Tuesday, June 03, 2008

JUNE SWOON

The month has gotten off to a rocky start. I don't think I'm playing poorly but I spent the first couple of days on the wrong side of the luck divide and I have been losing all of the big pots, which have added up to put me a couple of grand in the hole to begin the month. Details:

Sunday, $216 MTT: I busted in level one, trying to get some chips on an uber-draw. I got involved with 9c-8c and the flop came Ac-7d-6c, giving me the up and down straight draw with the flush draw, plus bluff equity should nobody have a big ace. The preflop raiser bet the pot, announcing that he had the big ace. I was still the favorite in the hand and, though you always hate early coin flips in a major tourney, I was sitting closer to 60% than 50% with this draw, so I put in the raise and committed to the hand. He had Ah-Qd with no intention of folding so we got it all in and he busted me when the bricks fell. Judging by how fast his chips met the middle, I doubt if he ever realized he was the underdog in that spot.

I got into a cash game and the magic wasn't there. I went down several hundred before working my way close to even. I was all ready to quit with a $70 divot in my stake, just waiting for the big blind to approach so I could leave the table. Instead, I was dealt a pair of tens (at a short table) and I was compelled to play the hand. I actually slow-played it as I didn't want to get over-involved pre-flop on my way out the door. So we took a flop three-way which came K-T-4. I went for the check-raise and got raised on top of that, so okay, let's do it, I shoved my entire stack in, as did he. He showed K-Q against my three tens. Bingo, bango - K, K falls from the sky to bust me. How bad is that?
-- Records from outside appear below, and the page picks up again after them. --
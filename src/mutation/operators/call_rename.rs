//! Rename a call to a sibling function, dropping arguments the sibling does not take.

use super::{named_call, renamed_call};
use crate::ast::{NodeId, SourceUnit};
use crate::mutation::operator::{MutationOperator, OperatorError};
use crate::mutation::Mutation;
use std::collections::BTreeMap;

#[derive(Debug, Clone, PartialEq, Eq)]
pub struct RenameRule {
    pub target: String,
    /// Arguments past this count are dropped; `None` keeps them all.
    pub max_args: Option<usize>,
}

impl RenameRule {
    pub fn new(target: &str, max_args: Option<usize>) -> Self {
        Self {
            target: target.to_string(),
            max_args,
        }
    }
}

/// Replaces multibyte-aware string functions (and any configured pairs) with
/// their byte-oriented counterparts.
#[derive(Debug, Clone)]
pub struct CallRename {
    rules: BTreeMap<String, RenameRule>,
}

impl CallRename {
    pub const ID: &'static str = "call_rename";

    /// Function names are matched case-insensitively.
    pub fn new(rules: BTreeMap<String, RenameRule>) -> Self {
        let rules = rules
            .into_iter()
            .map(|(name, rule)| (name.to_lowercase(), rule))
            .collect();
        Self { rules }
    }

    pub fn default_rules() -> BTreeMap<String, RenameRule> {
        [
            ("mb_chr", "chr", Some(1)),
            ("mb_ord", "ord", Some(1)),
            ("mb_parse_str", "parse_str", None),
            ("mb_send_mail", "mail", None),
            ("mb_strcut", "substr", Some(3)),
            ("mb_stripos", "stripos", Some(3)),
            ("mb_stristr", "stristr", Some(3)),
            ("mb_strlen", "strlen", Some(1)),
            ("mb_strpos", "strpos", Some(3)),
            ("mb_strrchr", "strrchr", Some(2)),
            ("mb_strripos", "strripos", Some(3)),
            ("mb_strrpos", "strrpos", Some(3)),
            ("mb_strstr", "strstr", Some(3)),
            ("mb_strtolower", "strtolower", Some(1)),
            ("mb_strtoupper", "strtoupper", Some(1)),
            ("mb_substr_count", "substr_count", Some(2)),
            ("mb_substr", "substr", Some(3)),
        ]
        .into_iter()
        .map(|(from, to, max)| (from.to_string(), RenameRule::new(to, max)))
        .collect()
    }

    pub fn rule_names(&self) -> impl Iterator<Item = &str> {
        self.rules.keys().map(String::as_str)
    }

    fn plan<'s, 'u>(
        &'s self,
        unit: &'u SourceUnit,
        node: NodeId,
    ) -> Option<(&'u str, &'s RenameRule, &'u [crate::ast::NodeRef])> {
        let (name, args) = named_call(unit, node)?;
        let rule = self.rules.get(&name.to_lowercase())?;
        Some((name, rule, args))
    }
}

impl Default for CallRename {
    fn default() -> Self {
        Self::new(Self::default_rules())
    }
}

impl MutationOperator for CallRename {
    fn id(&self) -> &'static str {
        Self::ID
    }

    fn handles(&self, unit: &SourceUnit, node: NodeId) -> bool {
        self.plan(unit, node).is_some()
    }

    fn expand(&self, unit: &SourceUnit, node: NodeId) -> Result<Vec<Mutation>, OperatorError> {
        let Some((name, rule, args)) = self.plan(unit, node) else {
            return Ok(Vec::new());
        };
        let kept = match rule.max_args {
            Some(max) => &args[..args.len().min(max)],
            None => args,
        };
        let description = format!("{}() -> {}()", name, rule.target);
        Ok(vec![Mutation::new(
            Self::ID,
            unit,
            node,
            renamed_call(&rule.target, kept),
            description,
        )])
    }
}

#[cfg(test)]
mod tests {
    use super::*;
    use crate::ast::builder::TreeBuilder;
    use crate::ast::{NodeKind, NodeRef};
    use crate::mutation::operators::test_support::mutate_all;

    fn call_unit(name: &str, arity: usize) -> (SourceUnit, NodeRef, Vec<NodeRef>) {
        let mut b = TreeBuilder::new();
        let mut args = vec![b.string("test")];
        for i in 1..arity {
            args.push(b.int(i as i64));
        }
        let call = b.call(name, args.clone());
        let stmt = b.expr_stmt(call);
        let root = b.unit(vec![stmt]);
        let unit = b.finish_with_prelude("a.php", "<?php\n\n", root).unwrap();
        (unit, call, args)
    }

    #[test]
    fn test_rename_and_truncate_to_configured_arity() {
        let rules = [("widen_length".to_string(), RenameRule::new("length", Some(1)))]
            .into_iter()
            .collect();
        let operator = CallRename::new(rules);
        let (unit, call, args) = call_unit("widen_length", 3);
        let call = call.base().unwrap();

        assert!(operator.handles(&unit, call));
        let mutations = operator.expand(&unit, call).unwrap();
        assert_eq!(mutations.len(), 1);

        let mutation = &mutations[0];
        assert_eq!(mutation.operator, "call_rename");
        assert_eq!(mutation.target, call);
        let root = mutation.replacement.roots[0];
        match &mutation.replacement.node(root).unwrap().kind {
            NodeKind::Call { callee, args: kept } => {
                assert_eq!(
                    mutation.replacement.node(*callee).unwrap().kind,
                    NodeKind::Name {
                        ident: "length".to_string()
                    }
                );
                assert_eq!(kept, &vec![args[0]]);
            }
            other => panic!("expected a call, got {:?}", other),
        }
    }

    #[test]
    fn test_mb_strlen_keeps_one_argument() {
        let (unit, _, _) = call_unit("mb_strlen", 2);
        let mutants = mutate_all(&CallRename::default(), &unit);
        assert_eq!(mutants, vec!["<?php\n\nstrlen('test');\n".to_string()]);
    }

    #[test]
    fn test_mb_substr_keeps_three_arguments() {
        let (unit, _, _) = call_unit("mb_substr", 4);
        let mutants = mutate_all(&CallRename::default(), &unit);
        assert_eq!(mutants, vec!["<?php\n\nsubstr('test', 1, 2);\n".to_string()]);
    }

    #[test]
    fn test_unlimited_rule_keeps_all_arguments() {
        let (unit, _, _) = call_unit("mb_parse_str", 2);
        let mutants = mutate_all(&CallRename::default(), &unit);
        assert_eq!(mutants, vec!["<?php\n\nparse_str('test', 1);\n".to_string()]);
    }

    #[test]
    fn test_name_match_is_case_insensitive() {
        let (unit, _, _) = call_unit("MB_STRTOUPPER", 1);
        let mutants = mutate_all(&CallRename::default(), &unit);
        assert_eq!(mutants, vec!["<?php\n\nstrtoupper('test');\n".to_string()]);
    }

    #[test]
    fn test_unknown_function_is_not_handled() {
        let (unit, call, _) = call_unit("strlen", 1);
        let operator = CallRename::default();
        assert!(!operator.handles(&unit, call.base().unwrap()));
        assert!(mutate_all(&operator, &unit).is_empty());
    }

    #[test]
    fn test_dynamic_callee_is_not_handled() {
        let mut b = TreeBuilder::new();
        let callee = b.var("$fn");
        let arg = b.string("x");
        let call = b.push(NodeKind::Call {
            callee,
            args: vec![arg],
        });
        let stmt = b.expr_stmt(call);
        let root = b.unit(vec![stmt]);
        let unit = b.finish("a.php", root).unwrap();

        assert!(mutate_all(&CallRename::default(), &unit).is_empty());
    }

    #[test]
    fn test_default_rule_table() {
        let rules = CallRename::default_rules();
        assert_eq!(rules.len(), 17);
        assert_eq!(rules["mb_strrchr"], RenameRule::new("strrchr", Some(2)));
        assert_eq!(rules["mb_send_mail"], RenameRule::new("mail", None));
    }
}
Monday, $109 MTT, level one - I join a multi-way raised pot with T-9 and flop Q-J-8, aka The Nuts. I check, he bets, I raise, he calls. I have no intention of folding the hand even when the third diamond comes. I bet small to represent that the King scared me, he raised, I shoved, he called with the nut flush. Game over. The box score shows that I got my money in bad, but starting stacks are not deep enough to allow me to flop the nuts and then get away from it. I'm concerned only with getting all my chips in the middle at some point during the hand. That said, I can't recall a time when I've flopped a straight and actually won the hand, but still. If the board pairs, then I will slow down, but I can't fold to a three-flush when my opponent might just as easily have a set or an overpair.

So, off to the cash games I go, where I drop three $400 buy-ins in rapid succession. Actually, my first buy-in lasted quite awhile, but it was up-and-down. I lost a big hand where I was heads-up and flopped trips, only to lose on the river to a straight. I guess that hand put me in gamble mode because shortly after, I called a re-re-raise with AQs only to be up against AA. That was the end of buy-in number one.

It was only minutes later when I got re-raised by the same opponent when I held TT. I was willing to bet my stack that he had AK so I promised myself that if he doesn't pair the flop, then I will check-raise him all-in. The flop came Qxx and I checked, as planned. He put in a scary pot-sized bet, but I stuck to the plan and shoved over the top. He called instantly with AK, which I don't quite understand unless he knew the King was coming, which it was. End of buy-in number two. Buy-in three was equally short-lived. I raised with AKs, got re-raised, and decided to play upon my tilty image by shoving pre-flop. He instantly called off his stack with AQs and caught the Queen to put me $1200 in the hole for the session. Oh, to be the other guy just once.

1 Comments:

At 8:18 PM, June 04, 2008, Blogger Tom said...

Those are the days that try men's souls.